The preferreds pay a fixed dividend that has to be paid in full before the common shares can get a penny. Furthermore, these dividends are cumulative, meaning that if they are suspended due to a Black Swan like COVID, the amount owed accumulates and then is paid out when the company recovers.
Hersha Hospitality Trust (HT) is a hotel REIT that has three preferred shares outstanding:
1. Hersha Hospitality Trust, 6.50% Series E Cumulative Redeemable Preferred Shares (HT.PE) — yielding 6.6%
2. Hersha Hospitality Trust, 6.50% Series D Cumulative Redeemable Preferred Shares (HT.PD) — yielding 6.6%
3. Hersha Hospitality Trust, 6.875% Series C Cumulative Redeemable Preferred Shares (HT.PC) — yielding 6.9%
Remarkably, these preferred shares are still trading below par. When one remembers 2020, it has kept many investors away, but we need to look forward not backward for these investments. Let's talk about why.
The hotel market was hit extraordinarily hard by COVID. The recovery has been slow as travel restrictions, the Delta Variant, and businesses relying on virtual meetings continued to be headwinds through the summer.
These headwinds are dissipating. Fully vaccinated travelers can start traveling since the Biden administration recently lifted its travel ban on 33 countries, including the European Union, China, Iran, South Africa, Brazil, and India.
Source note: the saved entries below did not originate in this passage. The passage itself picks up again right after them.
//! Container contracts
//!
//! [`ObservableList`], [`ObservableSet`] and [`ObservableMap`] are the full
//! read/write surface of each container kind plus observer registration.
//! They are object safe: observers receive the firing container as a trait
//! object, so a callback can read from, or re-entrantly write to, whichever
//! container notified it without knowing its concrete type.
//!
//! All methods take `&self`. Containers are shared handles with interior
//! mutability; a write locks the delegate only for the mutation itself and
//! notifies observers after the lock is released.

use std::sync::Arc;

use crate::{
  error::Result,
  observer::{ListObserver, MapObserver, SetObserver},
};

/// Full contract of an observable sequence.
///
/// Writes fire exactly one [`ListChange`](crate::observer::ListChange) per
/// call, and none when the call changes nothing.
pub trait ObservableList<T>: Send + Sync {
  fn len(&self) -> usize;

  fn is_empty(&self) -> bool { self.len() == 0 }

  /// Clone of the element at `index`.
  fn get(&self, index: usize) -> Result<T>;

  /// Snapshot of all elements in order.
  fn to_vec(&self) -> Vec<T>;

  fn index_of(&self, value: &T) -> Option<usize>
  where
    T: PartialEq,
  {
    self.to_vec().iter().position(|v| v == value)
  }

  fn contains(&self, value: &T) -> bool
  where
    T: PartialEq,
  {
    self.index_of(value).is_some()
  }

  /// Replace the element at `index`, returning the previous one.
  fn set(&self, index: usize, value: T) -> Result<T>;

  /// Insert `value` at `index`, shifting later elements right.
  fn insert(&self, index: usize, value: T) -> Result<()>;

  /// Append `value` at the end.
  fn push(&self, value: T) -> Result<()>;

  /// Insert all `values` at `index` as one change. Returns whether anything
  /// was inserted.
  fn insert_all(&self, index: usize, values: Vec<T>) -> Result<bool>;

  /// Append all `values` as one change.
  fn push_all(&self, values: Vec<T>) -> Result<bool>;

  /// Remove and return the element at `index`.
  fn remove(&self, index: usize) -> Result<T>;

  /// Remove the elements in `from..to` as one change.
  fn remove_range(&self, from: usize, to: usize) -> Result<Vec<T>>;

  /// Remove every element as one change.
  fn clear(&self) -> Result<()>;

  /// Live window over `from..to`. See [`SubList`](crate::list::SubList) for
  /// how changes propagate.
  fn sub_list(&self, from: usize, to: usize) -> Result<Arc<dyn ObservableList<T>>>;

  fn add_observer(&self, observer: Arc<dyn ListObserver<T>>);

  /// Remove `observer` by identity. Returns whether anything was removed.
  fn remove_observer(&self, observer: &Arc<dyn ListObserver<T>>) -> bool;

  /// Whether this list reports in-place element changes through
  /// [`ListObserver::element_property_changed`].
  fn supports_element_property_changed(&self) -> bool;
}

/// Full contract of an observable set.
///
/// `insert` and `remove` fire only when membership actually changes.
pub trait ObservableSet<T>: Send + Sync {
  fn len(&self) -> usize;

  fn is_empty(&self) -> bool { self.len() == 0 }

  fn contains(&self, value: &T) -> bool;

  fn to_vec(&self) -> Vec<T>;

  /// Returns whether `value` was not yet a member.
  fn insert(&self, value: T) -> bool;

  /// Returns whether `value` was a member.
  fn remove(&self, value: &T) -> bool;

  /// Insert each value in turn, one change per new member.
  fn insert_all(&self, values: Vec<T>) -> bool {
    values
      .into_iter()
      .fold(false, |modified, value| self.insert(value) | modified)
  }

  /// Remove each value in turn, one change per removed member.
  fn remove_all(&self, values: &[T]) -> bool {
    values
      .iter()
      .fold(false, |modified, value| self.remove(value) | modified)
  }

  /// Remove every member, one change per member.
  fn clear(&self);

  fn add_observer(&self, observer: Arc<dyn SetObserver<T>>);

  fn remove_observer(&self, observer: &Arc<dyn SetObserver<T>>) -> bool;
}

/// Full contract of an observable map.
pub trait ObservableMap<K, V>: Send + Sync {
  fn len(&self) -> usize;

  fn is_empty(&self) -> bool { self.len() == 0 }

  fn get(&self, key: &K) -> Option<V>;

  fn contains_key(&self, key: &K) -> bool;

  fn contains_value(&self, value: &V) -> bool
  where
    V: PartialEq,
  {
    self.entries().iter().any(|(_, v)| v == value)
  }

  fn keys(&self) -> Vec<K>;

  fn entries(&self) -> Vec<(K, V)>;

  /// Map `key` to `value`, returning the previous value if there was one.
  fn put(&self, key: K, value: V) -> Option<V>;

  /// Put each entry in turn, one change per entry.
  fn put_all(&self, entries: Vec<(K, V)>) {
    for (key, value) in entries {
      self.put(key, value);
    }
  }

  /// Remove `key`, returning its value; `None` and no change if absent.
  fn remove(&self, key: &K) -> Option<V>;

  /// Remove every key, one change per key.
  fn clear(&self);

  fn add_observer(&self, observer: Arc<dyn MapObserver<K, V>>);

  fn remove_observer(&self, observer: &Arc<dyn MapObserver<K, V>>) -> bool;
}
Furthermore, the number of Delta cases is on a clear downward trend.
Plus, acquisition activity among hotels is starting to pick up. RLJ Lodging Trust (RLJ), another of our hotel preferred holdings, recently amended its credit facility to increase the amount that could be used for acquisitions from $300 to $450 million. Hyatt Hotels (H) is spending $2.7 billion to acquire Apple Leisure Group. Condor Hospitality Trust (CDOR) is having its entire portfolio acquired by Blackstone (BX).
Large money is starting to move into hotels, and we can expect the pace to speed up. HT itself is a potential takeover target, but even if not, big money moving in the hotel sector is bullish for their mid to long-term outlook.
HT's financials are improving one step at a time. They were able to resume preferred dividends and are cash flow positive at the property level. With each step forward, the risk to the preferred shares decreases. Buy now while they are still under par.